But of the officials who were there, only the chairman of parliament's foreign relations committee, a Muslim who used every opportunity to accuse Israel of genocide, came over to me. To the hardship of working in an environment that was critical, even hostile, was added a personal element. I sensed that for many locals, I was transparent as a human being, my emotions were irrelevant. As a representative of evil, there was no problem if my family was struck.
In a meeting with the premier of one of South Africa's nine provinces, she insisted that like them, the Palestinians do not target civilians. But Al-Aqsa Brigades took responsibility for my niece's murder. No, she insisted, that is not possible. My response to a veteran journalist who described Palestinian paucity and distress, all naturally Israel's fault, was fresh data from a respected publication, which pointed to Yasser Arafat's position on the world's rich list. Without batting an eyelid, he explained that the money was inherited, and that Arafat uses his personal wealth to relieve his people's problems.

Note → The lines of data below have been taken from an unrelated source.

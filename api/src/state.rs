//! Application state module.
//!
//! Defines the shared application state that is passed to route handlers.

use crate::config::Config;
use anyhow::{Context, Result};
use shared::storage::{
    CommentStore, EventStore, FlowStore, InMemoryCommentStore, InMemoryEventStore,
    InMemoryFlowStore, InMemoryMetricCatalog, InMemoryNotebookStore, InMemoryTenantStore,
    MetricCatalog, NotebookStore, TenantStore,
};
use std::sync::Arc;

/// Application state shared across all request handlers.
#[derive(Clone)]
pub struct AppState {
    catalog: Arc<dyn MetricCatalog>,
    flow_store: Arc<dyn FlowStore>,
    event_store: Arc<dyn EventStore>,
    notebook_store: Arc<dyn NotebookStore>,
    comment_store: Arc<dyn CommentStore>,
    tenant_store: Arc<dyn TenantStore>,
}

impl AppState {
    /// Creates in-memory state with the given metric catalog.
    pub fn with_catalog(catalog: Arc<dyn MetricCatalog>) -> Self {
        Self {
            catalog,
            flow_store: Arc::new(InMemoryFlowStore::new()),
            event_store: Arc::new(InMemoryEventStore::new()),
            notebook_store: Arc::new(InMemoryNotebookStore::new()),
            comment_store: Arc::new(InMemoryCommentStore::new()),
            tenant_store: Arc::new(InMemoryTenantStore::new()),
        }
    }

    /// Creates a new application state with empty in-memory stores.
    ///
    /// This is useful for development and testing.
    #[must_use]
    pub fn with_in_memory_store() -> Self {
        Self::with_catalog(Arc::new(InMemoryMetricCatalog::new()))
    }

    /// Creates state for a server, preloading the catalog file if one is
    /// configured.
    ///
    /// # Errors
    ///
    /// Returns an error if the catalog file cannot be read or parsed.
    pub fn from_config(config: &Config) -> Result<Self> {
        let Some(path) = &config.catalog_path else {
            return Ok(Self::with_in_memory_store());
        };

        let json = std::fs::read_to_string(path)
            .with_context(|| format!("Failed to read catalog {}", path.display()))?;
        let catalog = InMemoryMetricCatalog::from_json(&json)
            .with_context(|| format!("Failed to load catalog {}", path.display()))?;

        tracing::info!(
            path = %path.display(),
            metrics = catalog.count().unwrap_or(0),
            "Loaded metric catalog"
        );
        Ok(Self::with_catalog(Arc::new(catalog)))
    }

    /// Returns the metric catalog.
    #[must_use]
    pub fn catalog(&self) -> &dyn MetricCatalog {
        self.catalog.as_ref()
    }

    /// Returns the flow store.
    #[must_use]
    pub fn flow_store(&self) -> &dyn FlowStore {
        self.flow_store.as_ref()
    }

    /// Returns the event store.
    #[must_use]
    pub fn event_store(&self) -> &dyn EventStore {
        self.event_store.as_ref()
    }

    /// Returns the notebook store.
    #[must_use]
    pub fn notebook_store(&self) -> &dyn NotebookStore {
        self.notebook_store.as_ref()
    }

    /// Returns the comment store.
    #[must_use]
    pub fn comment_store(&self) -> &dyn CommentStore {
        self.comment_store.as_ref()
    }

    /// Returns the tenant store.
    #[must_use]
    pub fn tenant_store(&self) -> &dyn TenantStore {
        self.tenant_store.as_ref()
    }
}

impl Default for AppState {
    fn default() -> Self {
        Self::with_in_memory_store()
    }
}

#[cfg(test)]
mod tests {
    use super::*;
    use shared::models::{Metric, MetricKind, Tenant};
    use std::io::Write;

    #[test]
    fn test_app_state_is_clone() {
        let state = AppState::with_in_memory_store();
        let state2 = state.clone();

        state.tenant_store().insert(Tenant::new("acme")).unwrap();
        state
            .catalog()
            .upsert(Metric::new("cpu_seconds", MetricKind::Values))
            .unwrap();

        assert_eq!(state2.tenant_store().list().unwrap().len(), 1);
        assert_eq!(state2.catalog().count().unwrap(), 1);
    }

    #[test]
    fn test_from_config_without_catalog() {
        let state = AppState::from_config(&Config::default()).unwrap();
        assert_eq!(state.catalog().count().unwrap(), 0);
    }

    #[test]
    fn test_from_config_loads_catalog() {
        let path = std::env::temp_dir().join(format!("flowdeck-catalog-{}.json", uuid::Uuid::new_v4()));
        let mut file = std::fs::File::create(&path).unwrap();
        write!(
            file,
            r#"[{{"key": "http_requests_total", "kind": "events", "labels": ["status"]}}]"#
        )
        .unwrap();

        let config = Config {
            catalog_path: Some(path.clone()),
            ..Config::default()
        };
        let state = AppState::from_config(&config).unwrap();
        std::fs::remove_file(&path).unwrap();

        let metric = state.catalog().get("http_requests_total").unwrap();
        assert_eq!(metric.kind, MetricKind::Events);
        assert_eq!(metric.display_as, "http_requests_total");
    }

    #[test]
    fn test_from_config_missing_file() {
        let config = Config {
            catalog_path: Some("/nonexistent/flowdeck/catalog.json".into()),
            ..Config::default()
        };
        assert!(AppState::from_config(&config).is_err());
    }
}
//! Notebook comment model.

use chrono::{DateTime, Utc};
use serde::{Deserialize, Serialize};
use uuid::Uuid;
use validator::Validate;

/// A comment on a notebook, optionally anchored to one of its blocks.
#[derive(Debug, Clone, PartialEq, Eq, Serialize, Deserialize, Validate)]
pub struct Comment {
    /// Unique identifier.
    pub id: Uuid,

    /// The notebook the comment belongs to.
    pub notebook_id: Uuid,

    /// The block the comment is anchored to, if any.
    #[serde(default, skip_serializing_if = "Option::is_none")]
    pub block_id: Option<Uuid>,

    /// Who wrote the comment.
    #[validate(length(min = 1, message = "Comment author cannot be empty"))]
    pub author: String,

    /// Comment text.
    #[validate(length(min = 1, max = 10000, message = "Comment body must be 1-10000 characters"))]
    pub body: String,

    /// Creation time.
    pub created_at: DateTime<Utc>,
}

impl Comment {
    /// Creates a comment on a notebook.
    #[must_use]
    pub fn new(notebook_id: Uuid, author: impl Into<String>, body: impl Into<String>) -> Self {
        Self {
            id: Uuid::new_v4(),
            notebook_id,
            block_id: None,
            author: author.into(),
            body: body.into(),
            created_at: Utc::now(),
        }
    }

    /// Anchors the comment to a block.
    #[must_use]
    pub fn on_block(mut self, block_id: Uuid) -> Self {
        self.block_id = Some(block_id);
        self
    }
}
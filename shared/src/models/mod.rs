//! Data models for the Flowdeck dashboard.
//!
//! This module contains the metric catalog, query selection, and the
//! dashboard resources (tenants, flows, events, notebooks, comments).

pub mod comment;
pub mod event;
pub mod filter;
pub mod flow;
pub mod metric;
pub mod notebook;
pub mod tenant;
pub mod time_window;

pub use comment::Comment;
pub use event::Event;
pub use filter::{Filter, FilterOperator};
pub use flow::{Flow, FlowStatus, FlowValidationError};
pub use metric::{
    is_valid_label_name, is_valid_metric_name, Aggregation, Metric, MetricKind,
    MetricValidationError,
};
pub use notebook::{Block, BlockConfig, BlockConfigError, BlockKind, Notebook, NotebookPatch};
pub use tenant::Tenant;
pub use time_window::{RelativeRange, ResolvedWindow, TimeWindow, TimeWindowError};
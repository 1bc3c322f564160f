//! PromQL generation for metric selections.
//!
//! Turns a catalog metric plus the user's filters, aggregation, window, and
//! group-by labels into a PromQL expression. The shape of the expression is
//! decided by the metric kind, and the aggregation must be one the kind
//! allows (see [`aggregation`]).
//!
//! # Example
//!
//! ```
//! use chrono::{Duration, Utc};
//! use shared::models::{Aggregation, Filter, Metric, MetricKind};
//! use shared::promql::{generate_prom_query, QueryParams};
//!
//! let metric = Metric::new("http_requests_total", MetricKind::Events).with_label("status");
//! let filters = [Filter::equals("status", "500")];
//! let end = Utc::now();
//!
//! let query = generate_prom_query(&QueryParams {
//!     metric: &metric,
//!     filters: &filters,
//!     start: end - Duration::minutes(15),
//!     end,
//!     aggregation: Aggregation::Sum,
//!     agg_over_time: false,
//!     group_by: &[],
//! })
//! .unwrap();
//!
//! assert_eq!(query, r#"sum(increase(http_requests_total{status="500"}[60s]))"#);
//! ```

pub mod aggregation;
mod generator;
mod matchers;
mod window;

use crate::models::{Aggregation, MetricKind, MetricValidationError, TimeWindowError};
use thiserror::Error;

pub use aggregation::{
    allowed_aggregations, default_aggregation, is_allowed, reconcile_aggregation, MetricSelection,
};
pub use generator::{build_block_query, generate_prom_query, GeneratedQuery, QueryParams};
pub use matchers::{build_label_matchers, escape_promql_value, selector};
pub use window::{get_rate_window, range_literal, MIN_RATE_WINDOW_SECS};

/// Errors that can occur while building a query.
#[derive(Debug, Error)]
pub enum PromQlError {
    /// The aggregation is not in the kind's allowed set.
    #[error("Aggregation '{aggregation}' is not valid for {kind} metrics")]
    InvalidAggregation {
        /// The metric kind.
        kind: MetricKind,
        /// The rejected aggregation.
        aggregation: Aggregation,
    },

    /// The query window does not end after it starts.
    #[error("Query window must end after it starts")]
    EmptyWindow,

    /// A filter or group-by label is not a valid label name.
    #[error("Invalid label name: '{0}'")]
    InvalidLabel(String),

    /// No metric has been selected.
    #[error("No metric selected")]
    NoMetricSelected,

    /// The configuration refers to a different metric than the one supplied.
    #[error("Configuration is for metric '{expected}', got '{found}'")]
    MetricMismatch {
        /// Key named by the configuration.
        expected: String,
        /// Key of the supplied metric.
        found: String,
    },

    /// The metric or its kind is invalid.
    #[error(transparent)]
    Metric(#[from] MetricValidationError),

    /// The time window could not be resolved.
    #[error(transparent)]
    TimeWindow(#[from] TimeWindowError),
}
//! Tenant storage.

use super::StoreError;
use crate::models::Tenant;
use std::sync::{Arc, RwLock};
use uuid::Uuid;
use validator::Validate;

/// Trait for tenant storage implementations.
pub trait TenantStore: Send + Sync {
    /// Inserts a tenant. Names are unique, compared case-insensitively.
    ///
    /// # Errors
    ///
    /// Returns `StoreError::AlreadyExists` for a duplicate name, or a
    /// validation error for an invalid tenant.
    fn insert(&self, tenant: Tenant) -> Result<(), StoreError>;

    /// Looks up a tenant.
    ///
    /// # Errors
    ///
    /// Returns `StoreError::NotFound` if no tenant has the id.
    fn get(&self, id: Uuid) -> Result<Tenant, StoreError>;

    /// Lists tenants ordered by name.
    ///
    /// # Errors
    ///
    /// Returns an error if the store is unavailable.
    fn list(&self) -> Result<Vec<Tenant>, StoreError>;
}

/// In-memory tenant store.
#[derive(Debug, Default)]
pub struct InMemoryTenantStore {
    tenants: Arc<RwLock<Vec<Tenant>>>,
}

impl InMemoryTenantStore {
    /// Creates an empty store.
    #[must_use]
    pub fn new() -> Self {
        Self::default()
    }
}

impl TenantStore for InMemoryTenantStore {
    fn insert(&self, tenant: Tenant) -> Result<(), StoreError> {
        tenant
            .validate()
            .map_err(|e| StoreError::Validation(e.to_string()))?;
        let mut tenants = self
            .tenants
            .write()
            .map_err(|_| StoreError::LockError("tenant"))?;
        if tenants
            .iter()
            .any(|t| t.name.eq_ignore_ascii_case(&tenant.name))
        {
            return Err(StoreError::AlreadyExists {
                kind: "tenant",
                id: tenant.name,
            });
        }
        tenants.push(tenant);
        Ok(())
    }

    fn get(&self, id: Uuid) -> Result<Tenant, StoreError> {
        let tenants = self
            .tenants
            .read()
            .map_err(|_| StoreError::LockError("tenant"))?;
        tenants
            .iter()
            .find(|t| t.id == id)
            .cloned()
            .ok_or_else(|| StoreError::not_found("tenant", id))
    }

    fn list(&self) -> Result<Vec<Tenant>, StoreError> {
        let tenants = self
            .tenants
            .read()
            .map_err(|_| StoreError::LockError("tenant"))?;
        let mut listed = tenants.clone();
        listed.sort_by(|a, b| a.name.to_lowercase().cmp(&b.name.to_lowercase()));
        Ok(listed)
    }
}
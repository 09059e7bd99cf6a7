//! Account-gas Sender
//!
//! Native transfers pay their own fee. Token transfers need native gas on
//! the source address; when it is short, the hot wallet tops it up first
//! and the driver re-submits once the top-up is seen in a block.
//!
//! Transactions are EIP-1559 with the fee cap pinned to `eth_gasPrice`, so
//! `gasPrice * gas` bounds what the sender can be charged.

use alloy::consensus::{SignableTransaction, TxEip1559, TxEnvelope};
use alloy::eips::eip2718::Encodable2718;
use alloy::network::TxSignerSync;
use alloy::primitives::{Address, Bytes, TxKind, U256};
use alloy::signers::local::PrivateKeySigner;
use async_trait::async_trait;
use std::sync::Arc;

use super::abi;
use super::client::{EthNode, FeeParams};
use crate::chain::{ChainError, FamilySender, HotWallet, SendAmount, Submission, WithdrawalRequest};
use crate::keys::PrivateKey;

/// Gas of a plain value transfer
pub const NATIVE_TRANSFER_GAS: u64 = 21_000;

/// Gas budget of an ERC-20 `transfer`
pub const TOKEN_TRANSFER_GAS: u64 = 65_000;

/// Top-up safety margin, ×1.2
const TOP_UP_MARGIN_NUM: u128 = 12;
const TOP_UP_MARGIN_DEN: u128 = 10;

/// An unsigned call from one account
#[derive(Debug, Clone, PartialEq, Eq)]
pub struct UnsignedCall {
    pub to: [u8; 20],
    pub value: u128,
    pub data: Vec<u8>,
    pub gas_limit: u64,
    pub nonce: u64,
}

impl UnsignedCall {
    /// Plain value transfer; the nonce is filled in at broadcast
    pub fn native(to: [u8; 20], value: u128) -> Self {
        Self {
            to,
            value,
            data: Vec::new(),
            gas_limit: NATIVE_TRANSFER_GAS,
            nonce: 0,
        }
    }

    /// `transfer(to, amount)` on `contract`
    pub fn token(contract: [u8; 20], to: &[u8; 20], amount: u128) -> Self {
        Self {
            to: contract,
            value: 0,
            data: abi::encode_transfer(to, amount),
            gas_limit: TOKEN_TRANSFER_GAS,
            nonce: 0,
        }
    }
}

/// Sign `call` as an EIP-1559 transaction; returns the 2718 envelope bytes
pub fn sign_call(key: &PrivateKey, fees: &FeeParams, call: UnsignedCall) -> Result<Vec<u8>, ChainError> {
    let signer = PrivateKeySigner::from_signing_key(key.signing_key()?);

    let mut tx = TxEip1559 {
        chain_id: fees.chain_id,
        nonce: call.nonce,
        gas_limit: call.gas_limit,
        max_fee_per_gas: fees.gas_price,
        max_priority_fee_per_gas: fees.priority_fee.min(fees.gas_price),
        to: TxKind::Call(Address::from(call.to)),
        value: U256::from(call.value),
        access_list: Default::default(),
        input: Bytes::from(call.data),
    };

    let signature = signer
        .sign_transaction_sync(&mut tx)
        .map_err(|e| ChainError::Signing(e.to_string()))?;
    let envelope = TxEnvelope::from(tx.into_signed(signature));

    Ok(envelope.encoded_2718())
}

/// Native amount the hot wallet sends so `balance` covers `fee` with margin
pub fn top_up_amount(fee: u128, balance: u128) -> u128 {
    (fee.saturating_mul(TOP_UP_MARGIN_NUM) / TOP_UP_MARGIN_DEN).saturating_sub(balance)
}

/// Sender for the account-gas family
pub struct EthSender {
    node: Arc<dyn EthNode>,
}

impl EthSender {
    pub fn new(node: Arc<dyn EthNode>) -> Self {
        Self { node }
    }

    async fn broadcast(
        &self,
        key: &PrivateKey,
        from: &str,
        fees: &FeeParams,
        mut call: UnsignedCall,
    ) -> Result<String, ChainError> {
        call.nonce = self.node.nonce(from).await?;
        let raw = sign_call(key, fees, call)?;

        let hash = self
            .node
            .send_raw_transaction(&format!("0x{}", hex::encode(raw)))
            .await?;
        Ok(hash.to_lowercase())
    }

    async fn send_native(
        &self,
        request: &WithdrawalRequest,
        fees: &FeeParams,
    ) -> Result<Submission, ChainError> {
        let to = abi::parse_eth_address(&request.to)?;
        let balance = self.node.balance(&request.from).await?;
        let fee = fees.cost(NATIVE_TRANSFER_GAS);

        let value = match request.amount {
            SendAmount::All => balance.checked_sub(fee).filter(|v| *v > 0),
            SendAmount::Exact(v) => (v > 0 && balance >= v.saturating_add(fee)).then_some(v),
        };
        let Some(value) = value else {
            return Ok(Submission::NoFeeOnNative);
        };

        let hash = self
            .broadcast(&request.from_key, &request.from, fees, UnsignedCall::native(to, value))
            .await?;
        Ok(Submission::Sent { hash })
    }

    async fn send_token(
        &self,
        request: &WithdrawalRequest,
        contract: &str,
        hot: &HotWallet,
        fees: &FeeParams,
    ) -> Result<Submission, ChainError> {
        let to = abi::parse_eth_address(&request.to)?;
        let contract_address = abi::parse_eth_address(contract)?;

        let held = self.node.token_balance(contract, &request.from).await?;
        let amount = match request.amount {
            SendAmount::All => held,
            SendAmount::Exact(v) => v,
        };
        if amount == 0 || held < amount {
            return Err(ChainError::InsufficientFunds(format!(
                "{} holds {} of {}, needs {}",
                request.from, held, request.currency.id, amount
            )));
        }

        let fee = fees.cost(TOKEN_TRANSFER_GAS);
        let native = self.node.balance(&request.from).await?;

        if native < fee {
            if request.from == hot.address {
                return Ok(Submission::NoFeeOnNative);
            }

            let top_up = top_up_amount(fee, native);
            let faucet = self.node.balance(&hot.address).await?;
            if faucet.saturating_sub(top_up) <= fees.cost(NATIVE_TRANSFER_GAS) {
                return Ok(Submission::FaucetEmpty);
            }

            let source = abi::parse_eth_address(&request.from)?;
            let hash = self
                .broadcast(&hot.key, &hot.address, fees, UnsignedCall::native(source, top_up))
                .await?;
            return Ok(Submission::GasTopUp { hash });
        }

        let call = UnsignedCall::token(contract_address, &to, amount);
        let hash = self
            .broadcast(&request.from_key, &request.from, fees, call)
            .await?;
        Ok(Submission::Sent { hash })
    }
}

#[async_trait]
impl FamilySender for EthSender {
    async fn submit(
        &self,
        request: &WithdrawalRequest,
        hot: &HotWallet,
    ) -> Result<Submission, ChainError> {
        let fees = self.node.fee_params().await?;

        match request.currency.contract.as_deref() {
            None => self.send_native(request, &fees).await,
            Some(contract) => self.send_token(request, contract, hot, &fees).await,
        }
    }
}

Recent events took me back to those days, and to the difficulties facing Israel's diplomatic representatives abroad. Go and confront idealization, which makes your interlocutors ignore facts. Try to prove to those who have already decided, less than a month after Hamas' unprecedented atrocities, that they are not clean-handed freedom fighters, that the organization directs its resources to arming itself and to personal enrichment of its leaders rather than to people's welfare, that they shoot whoever refuses to be a human shield, they eliminate rivals, kill homosexuals, and generally do not pursue the liberal values of their supporters in the West.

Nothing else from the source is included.